Following Sir Thomas Lipton's near success in the 1920 America's Cup, he challenged again for the last time at age 79, in 1929. The challenge drew all the novelties developed in the previous decade on small boats to be ported onto large boats, and pitted British and American yacht design in a technological race. Between 1930 and 1937, the improvements brought to the design of sailboats were numerous and significant:
- The high-aspect bermuda rig replaces the gaff rig on large sailboats
- Solid-rod lenticular rigging for shrouds and stays
- Luff and foot grooved spars with rail and slides replacing wooden hoops
- Multiplication of spreader sets: one set previously (1914), two sets (1930), three sets (1934), four sets (1937)
- Multiplication of the number of winches: 23 winches, Enterprise (1930)
- Electrical navigational instruments borrowed from aeronautics with repeaters for windvane and anemometer, Whirlwind (1930)
- "Park Avenue" boom (Enterprise, 1930) and "North Circular" boom (Rainbow, 1934) developed to trim mainsail foot
- Riveted aluminium mast (4000 lb, Duralumin), Enterprise (1930)
- Genoa Jib (Rainbow, 1934) and quadrangular jib (Endeavour, 1934)
- Development of nylon parachute (symmetric) spinnakers, including the World's largest at 18000 sqft on Endeavour II (1936)
- Duralumin wing-mast, Ranger (1937)

All these improvements may not have been possible without the context of the America's Cup and the stability offered by the Universal Rule. The competition was biased because the British challengers had to be constructed in the country of the Challenging Yacht Club, which is still in use today, and had to sail their own hull to the venue, which is now no longer required.

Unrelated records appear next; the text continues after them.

//! Background job configuration (evidence bundles and exports).

use serde::{Deserialize, Serialize};
use std::path::PathBuf;

/// Days an evidence bundle stays downloadable when the request does not say.
const fn default_evidence_expiry_days() -> u32 {
    7
}

#[derive(Debug, Clone, Deserialize, Serialize)]
pub struct JobsConfig {
    #[serde(default = "default_evidence_expiry_days")]
    pub evidence_expiry_days: u32,

    /// Directory that rendered exports are written beneath. Empty disables
    /// writing; jobs still record their `file_path`.
    #[serde(default)]
    pub export_dir: String,
}

impl Default for JobsConfig {
    fn default() -> Self {
        Self {
            evidence_expiry_days: default_evidence_expiry_days(),
            export_dir: String::new(),
        }
    }
}

impl JobsConfig {
    /// The export directory, if one is configured.
    pub fn export_dir(&self) -> Option<PathBuf> {
        if self.export_dir.is_empty() {
            None
        } else {
            Some(PathBuf::from(&self.export_dir))
        }
    }
}

#[cfg(test)]
mod tests {
    use super::*;

    #[test]
    fn defaults_are_correct() {
        let config = JobsConfig::default();
        assert_eq!(config.evidence_expiry_days, 7);
        assert!(config.export_dir().is_none());
    }

    #[test]
    fn export_dir_when_set() {
        let config = JobsConfig {
            export_dir: "/var/lib/skilltrack".into(),
            ..JobsConfig::default()
        };
        assert_eq!(
            config.export_dir(),
            Some(PathBuf::from("/var/lib/skilltrack"))
        );
    }
}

Yacht designer Clinton Hoadley Crane noted in his memoirs that "America's Cup racing has never led to good sportsmanship. The attitude of the New York Yacht Club [...] has been more that of a man in the forward position at war who has been ordered to hold his position at all costs – at all costs." In 1930, Thomas Lipton spent $1,000,000 for his Shamrock V challenge when America was facing a stock market crash, but the NYYC still built four cup defenders. The rivalry led both countries to put on a display of true technological innovations using the maximum load waterline length authorized by the rule for Endeavour II and Ranger in 1937.

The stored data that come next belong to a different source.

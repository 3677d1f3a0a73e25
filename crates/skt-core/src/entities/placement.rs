use chrono::{DateTime, Utc};
use schemars::JsonSchema;
use serde::{Deserialize, Serialize};

use crate::enums::PlacementStatus;

/// A job placement for a beneficiary.
#[derive(Debug, Clone, Serialize, Deserialize, JsonSchema, PartialEq)]
pub struct PlacementRecord {
    pub id: String,
    pub beneficiary_id: String,
    pub job_id: Option<String>,
    pub employer_id: Option<String>,
    pub offer_date: Option<DateTime<Utc>>,
    pub join_date: Option<DateTime<Utc>>,
    /// Annual cost to company.
    pub ctc: Option<f64>,
    pub currency: String,
    pub location: Option<String>,
    pub retained_30d: bool,
    pub retained_90d: bool,
    pub status: PlacementStatus,
    pub created_at: DateTime<Utc>,
    pub updated_at: DateTime<Utc>,
}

Most J Class yachts were scrapped prior to or during World War II because steel and lead had become precious to the war effort, others languished as hulks. In the post-war era, J Class racing was deemed far too expensive, so no challenge for the America's Cup was placed until 1958 with the smaller third International Rule 12 Metre class.

===Rigging problems===
The original yachts carried 165 ft masts, but they dismasted frequently. As a consequence, British yachtsman Sir Richard Fairey (Chairman of Fairey Aviation, and owner of Shamrock V) suggested an America's Cup challenge in the smaller K-Class. The New York Yacht Club refused the drop in size.

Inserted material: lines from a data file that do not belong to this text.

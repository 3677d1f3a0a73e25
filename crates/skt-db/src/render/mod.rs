//! Export renderers.
//!
//! Pure functions from a programme snapshot to file bytes. The export job
//! gathers an [`ExportData`], picks a renderer by [`ExportFormat`], and stores
//! the result under `exports/<file_name>`.

mod nsdc;
mod tabular;

use chrono::{DateTime, Utc};
use thiserror::Error;

use skt_core::entities::{
    Beneficiary, PlacementRecord, Programme, ProgrammeTarget, ProgressRecord,
};
use skt_core::enums::ExportFormat;

/// Everything a renderer needs about one programme.
#[derive(Debug, Clone)]
pub struct ExportData {
    pub programme: Programme,
    pub targets: Vec<ProgrammeTarget>,
    pub rows: Vec<ExportRow>,
    pub include_pii: bool,
    pub generated_at: DateTime<Utc>,
}

/// One beneficiary with its records.
#[derive(Debug, Clone)]
pub struct ExportRow {
    pub beneficiary: Beneficiary,
    pub progress: Option<ProgressRecord>,
    pub placement: Option<PlacementRecord>,
}

/// A rendered export ready to be stored.
#[derive(Debug, Clone, PartialEq, Eq)]
pub struct RenderedExport {
    pub file_name: String,
    pub content: Vec<u8>,
}

#[derive(Debug, Error)]
pub enum RenderError {
    #[error("Unsupported export format")]
    Unsupported(ExportFormat),

    #[error("CSV rendering failed: {0}")]
    Csv(#[from] csv::Error),

    #[error("JSON rendering failed: {0}")]
    Json(#[from] serde_json::Error),

    #[error("CSV buffer error: {0}")]
    Buffer(String),
}

/// Render `data` as `format`. File names carry the programme code and the
/// generation time in epoch milliseconds.
///
/// # Errors
///
/// Returns [`RenderError::Unsupported`] for PDF and STATE, otherwise any
/// serializer failure.
pub fn render(format: ExportFormat, data: &ExportData) -> Result<RenderedExport, RenderError> {
    let code = file_safe(&data.programme.code);
    let stamp = data.generated_at.timestamp_millis();
    match format {
        ExportFormat::Csv => Ok(RenderedExport {
            file_name: format!("export_{code}_{stamp}.csv"),
            content: tabular::render_csv(data)?,
        }),
        ExportFormat::Nsdc => Ok(RenderedExport {
            file_name: format!("nsdc_export_{code}_{stamp}.json"),
            content: serde_json::to_vec_pretty(&nsdc::NsdcExport::new(data))?,
        }),
        ExportFormat::Pmkvy => Ok(RenderedExport {
            file_name: format!("pmkvy_export_{code}_{stamp}.json"),
            content: serde_json::to_vec_pretty(&nsdc::PmkvyExport::new(data))?,
        }),
        ExportFormat::Pdf | ExportFormat::State => Err(RenderError::Unsupported(format)),
    }
}

/// Replace anything outside `[A-Za-z0-9_-]` so a code can sit in a file name.
fn file_safe(code: &str) -> String {
    code.chars()
        .map(|c| if c.is_ascii_alphanumeric() || matches!(c, '_' | '-') { c } else { '_' })
        .collect()
}

/// `YYYY-MM-DD` of a timestamp.
fn day(ts: DateTime<Utc>) -> String {
    ts.format("%Y-%m-%d").to_string()
}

The J Class rule was amended in 1937 to force rigs to weigh a minimum of 6,400 lb. The larger scantling would prevent the frequent dismastings that had been previously observed in the British Big Class season of 1935.

===Revival===
By the 1980s only three J Class yachts were still in existence: Shamrock V, Endeavour and Velsheda, all designed by Charles Ernest Nicholson. Velsheda never served for an America's Cup challenge.

A revival of the J Class was triggered by Elizabeth Meyer, who oversaw the refits of Endeavour and Shamrock V. For several decades Velsheda lay derelict in the mud of the Hamble river - she was refitted in 1984, too, and then more completely in 1997.

In August 2001, as part of the celebration of the 150th Jubilee of America's Cup celebration, the three existing J Class racers were brought to the Isle of Wight for a round the island race.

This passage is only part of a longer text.